Exercise brief: Within the records below, find each line that holds the string "into", then copy it.

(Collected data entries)
[Start of Attachment]
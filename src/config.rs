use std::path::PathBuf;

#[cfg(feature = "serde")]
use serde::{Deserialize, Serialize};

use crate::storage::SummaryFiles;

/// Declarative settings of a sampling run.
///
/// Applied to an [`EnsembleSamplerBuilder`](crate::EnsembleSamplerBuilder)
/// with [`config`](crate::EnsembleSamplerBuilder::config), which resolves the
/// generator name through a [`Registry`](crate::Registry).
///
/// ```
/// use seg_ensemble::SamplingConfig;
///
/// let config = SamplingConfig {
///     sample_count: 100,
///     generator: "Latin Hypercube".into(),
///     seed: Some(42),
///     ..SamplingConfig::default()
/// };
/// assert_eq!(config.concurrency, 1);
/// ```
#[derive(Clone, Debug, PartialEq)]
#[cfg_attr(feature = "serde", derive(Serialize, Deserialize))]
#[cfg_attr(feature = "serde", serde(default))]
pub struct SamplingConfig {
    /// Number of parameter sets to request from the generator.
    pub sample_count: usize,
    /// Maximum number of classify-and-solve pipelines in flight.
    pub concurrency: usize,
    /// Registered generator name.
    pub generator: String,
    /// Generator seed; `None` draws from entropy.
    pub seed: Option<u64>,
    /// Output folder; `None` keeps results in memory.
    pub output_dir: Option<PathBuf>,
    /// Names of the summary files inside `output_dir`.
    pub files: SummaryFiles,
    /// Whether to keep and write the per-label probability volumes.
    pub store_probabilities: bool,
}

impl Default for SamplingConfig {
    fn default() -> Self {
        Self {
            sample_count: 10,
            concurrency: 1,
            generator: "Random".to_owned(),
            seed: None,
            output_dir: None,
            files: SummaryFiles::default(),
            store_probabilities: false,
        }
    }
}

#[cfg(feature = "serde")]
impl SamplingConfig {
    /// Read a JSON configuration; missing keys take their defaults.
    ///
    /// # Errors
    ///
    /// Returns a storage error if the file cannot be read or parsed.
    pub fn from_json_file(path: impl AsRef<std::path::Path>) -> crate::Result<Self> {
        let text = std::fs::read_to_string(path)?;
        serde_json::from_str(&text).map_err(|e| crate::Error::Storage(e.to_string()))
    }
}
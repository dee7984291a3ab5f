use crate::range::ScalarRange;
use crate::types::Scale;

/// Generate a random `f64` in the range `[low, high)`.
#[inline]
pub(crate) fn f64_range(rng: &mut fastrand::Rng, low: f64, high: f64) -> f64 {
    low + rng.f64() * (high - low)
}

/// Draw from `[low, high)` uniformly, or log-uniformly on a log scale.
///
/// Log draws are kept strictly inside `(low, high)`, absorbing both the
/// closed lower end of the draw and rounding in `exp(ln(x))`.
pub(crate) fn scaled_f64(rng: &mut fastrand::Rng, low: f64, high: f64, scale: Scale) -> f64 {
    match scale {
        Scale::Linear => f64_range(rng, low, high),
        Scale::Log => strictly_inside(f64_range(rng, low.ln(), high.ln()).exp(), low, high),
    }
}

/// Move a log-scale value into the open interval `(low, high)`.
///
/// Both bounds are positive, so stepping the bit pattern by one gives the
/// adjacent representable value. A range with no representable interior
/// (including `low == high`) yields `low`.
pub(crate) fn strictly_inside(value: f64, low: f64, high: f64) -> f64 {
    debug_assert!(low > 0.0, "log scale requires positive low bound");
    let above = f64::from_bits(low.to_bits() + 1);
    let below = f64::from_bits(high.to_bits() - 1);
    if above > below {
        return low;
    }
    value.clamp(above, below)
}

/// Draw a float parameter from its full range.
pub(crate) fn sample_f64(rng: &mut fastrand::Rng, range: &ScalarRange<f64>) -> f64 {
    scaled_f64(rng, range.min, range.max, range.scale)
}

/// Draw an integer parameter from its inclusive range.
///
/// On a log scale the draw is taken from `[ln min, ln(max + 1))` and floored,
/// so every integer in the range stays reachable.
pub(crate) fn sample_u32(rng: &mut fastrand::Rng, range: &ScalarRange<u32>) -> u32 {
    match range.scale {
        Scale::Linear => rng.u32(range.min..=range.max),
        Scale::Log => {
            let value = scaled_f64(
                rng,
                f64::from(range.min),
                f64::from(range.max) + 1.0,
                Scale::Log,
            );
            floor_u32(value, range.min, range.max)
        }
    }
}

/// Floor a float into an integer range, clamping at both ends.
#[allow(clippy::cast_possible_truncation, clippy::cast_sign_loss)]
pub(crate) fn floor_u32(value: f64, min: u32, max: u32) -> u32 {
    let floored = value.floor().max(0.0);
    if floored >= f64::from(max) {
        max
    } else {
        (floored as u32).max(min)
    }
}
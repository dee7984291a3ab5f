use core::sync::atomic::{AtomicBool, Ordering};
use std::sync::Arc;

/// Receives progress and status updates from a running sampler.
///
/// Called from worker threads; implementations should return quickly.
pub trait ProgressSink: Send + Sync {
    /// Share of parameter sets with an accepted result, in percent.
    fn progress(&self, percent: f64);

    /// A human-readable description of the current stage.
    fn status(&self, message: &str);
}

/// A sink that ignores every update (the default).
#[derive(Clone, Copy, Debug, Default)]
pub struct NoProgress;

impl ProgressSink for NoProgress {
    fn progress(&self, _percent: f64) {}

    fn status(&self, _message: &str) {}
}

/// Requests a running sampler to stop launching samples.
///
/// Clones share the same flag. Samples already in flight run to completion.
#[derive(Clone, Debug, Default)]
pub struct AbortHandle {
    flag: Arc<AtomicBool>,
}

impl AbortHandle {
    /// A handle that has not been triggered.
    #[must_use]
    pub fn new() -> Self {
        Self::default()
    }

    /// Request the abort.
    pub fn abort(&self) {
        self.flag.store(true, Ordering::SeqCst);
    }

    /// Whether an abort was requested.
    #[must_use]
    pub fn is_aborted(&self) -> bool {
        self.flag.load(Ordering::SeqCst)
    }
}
[End of Attachment]
Expected output:
///     generator: "Latin Hypercube".into(),
/// Move a log-scale value into the open interval `(low, high)`.
/// Floor a float into an integer range, clamping at both ends.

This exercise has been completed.